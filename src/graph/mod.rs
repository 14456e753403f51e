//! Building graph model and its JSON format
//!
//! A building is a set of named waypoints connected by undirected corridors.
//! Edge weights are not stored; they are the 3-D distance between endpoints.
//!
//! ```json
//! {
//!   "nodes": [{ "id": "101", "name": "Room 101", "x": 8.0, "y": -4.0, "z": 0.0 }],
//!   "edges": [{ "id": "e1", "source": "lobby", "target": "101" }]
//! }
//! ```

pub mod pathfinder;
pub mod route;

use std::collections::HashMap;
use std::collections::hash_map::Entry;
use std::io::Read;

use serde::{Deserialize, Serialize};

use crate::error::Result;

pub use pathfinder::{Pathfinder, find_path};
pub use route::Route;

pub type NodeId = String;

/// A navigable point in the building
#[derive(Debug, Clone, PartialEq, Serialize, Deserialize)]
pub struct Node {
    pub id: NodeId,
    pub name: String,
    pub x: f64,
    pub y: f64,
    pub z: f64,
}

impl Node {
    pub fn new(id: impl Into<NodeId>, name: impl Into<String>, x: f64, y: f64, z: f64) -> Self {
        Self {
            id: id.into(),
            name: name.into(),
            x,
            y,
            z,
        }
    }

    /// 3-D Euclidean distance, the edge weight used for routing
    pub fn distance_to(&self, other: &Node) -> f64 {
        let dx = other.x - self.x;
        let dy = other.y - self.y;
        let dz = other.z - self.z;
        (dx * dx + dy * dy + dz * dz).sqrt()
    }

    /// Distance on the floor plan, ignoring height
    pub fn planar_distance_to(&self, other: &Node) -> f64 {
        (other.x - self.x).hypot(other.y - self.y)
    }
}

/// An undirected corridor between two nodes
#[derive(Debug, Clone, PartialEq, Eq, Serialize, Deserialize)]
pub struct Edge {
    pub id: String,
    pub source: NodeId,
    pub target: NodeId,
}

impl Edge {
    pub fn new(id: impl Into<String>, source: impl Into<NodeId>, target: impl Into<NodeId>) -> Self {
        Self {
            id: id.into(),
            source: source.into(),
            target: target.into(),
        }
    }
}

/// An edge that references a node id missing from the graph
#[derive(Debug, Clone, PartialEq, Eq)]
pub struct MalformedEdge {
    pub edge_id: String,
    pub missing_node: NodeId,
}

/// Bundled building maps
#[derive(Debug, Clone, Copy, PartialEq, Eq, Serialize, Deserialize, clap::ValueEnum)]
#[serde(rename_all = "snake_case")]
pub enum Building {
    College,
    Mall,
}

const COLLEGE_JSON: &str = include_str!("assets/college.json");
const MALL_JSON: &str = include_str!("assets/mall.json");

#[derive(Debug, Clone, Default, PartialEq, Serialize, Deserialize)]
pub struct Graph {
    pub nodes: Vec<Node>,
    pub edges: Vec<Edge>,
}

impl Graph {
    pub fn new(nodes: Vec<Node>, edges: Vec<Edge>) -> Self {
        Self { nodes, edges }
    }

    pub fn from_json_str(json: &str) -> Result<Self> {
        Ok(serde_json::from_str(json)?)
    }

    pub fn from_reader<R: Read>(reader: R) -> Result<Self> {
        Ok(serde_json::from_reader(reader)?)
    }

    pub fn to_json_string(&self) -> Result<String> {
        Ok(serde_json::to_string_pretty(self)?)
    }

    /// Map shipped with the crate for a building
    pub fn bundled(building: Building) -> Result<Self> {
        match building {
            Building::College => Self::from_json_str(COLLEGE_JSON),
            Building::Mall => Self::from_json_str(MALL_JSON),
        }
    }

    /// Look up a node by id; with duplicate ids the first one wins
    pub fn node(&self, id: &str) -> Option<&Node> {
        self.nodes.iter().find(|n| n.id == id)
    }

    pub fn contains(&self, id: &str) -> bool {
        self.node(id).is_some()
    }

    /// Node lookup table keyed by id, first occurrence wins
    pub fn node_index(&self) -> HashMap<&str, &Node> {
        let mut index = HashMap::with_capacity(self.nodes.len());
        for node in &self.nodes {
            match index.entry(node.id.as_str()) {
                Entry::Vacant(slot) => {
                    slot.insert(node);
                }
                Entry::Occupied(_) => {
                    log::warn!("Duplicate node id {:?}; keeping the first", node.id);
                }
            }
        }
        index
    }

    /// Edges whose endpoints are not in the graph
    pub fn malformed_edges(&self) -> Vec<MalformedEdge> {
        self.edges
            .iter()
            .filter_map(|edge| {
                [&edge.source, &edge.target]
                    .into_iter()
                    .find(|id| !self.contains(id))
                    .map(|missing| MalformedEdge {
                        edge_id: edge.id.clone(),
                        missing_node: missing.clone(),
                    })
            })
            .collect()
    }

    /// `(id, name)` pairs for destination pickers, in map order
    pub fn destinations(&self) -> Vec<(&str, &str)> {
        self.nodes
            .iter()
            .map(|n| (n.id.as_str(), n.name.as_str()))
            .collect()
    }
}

_WHAT TO PRODUCE_.
Looking at the data above, how many lines hold the word "endpoints"? Respond with the number alone.

_EXERCISE OUTPUT_.
2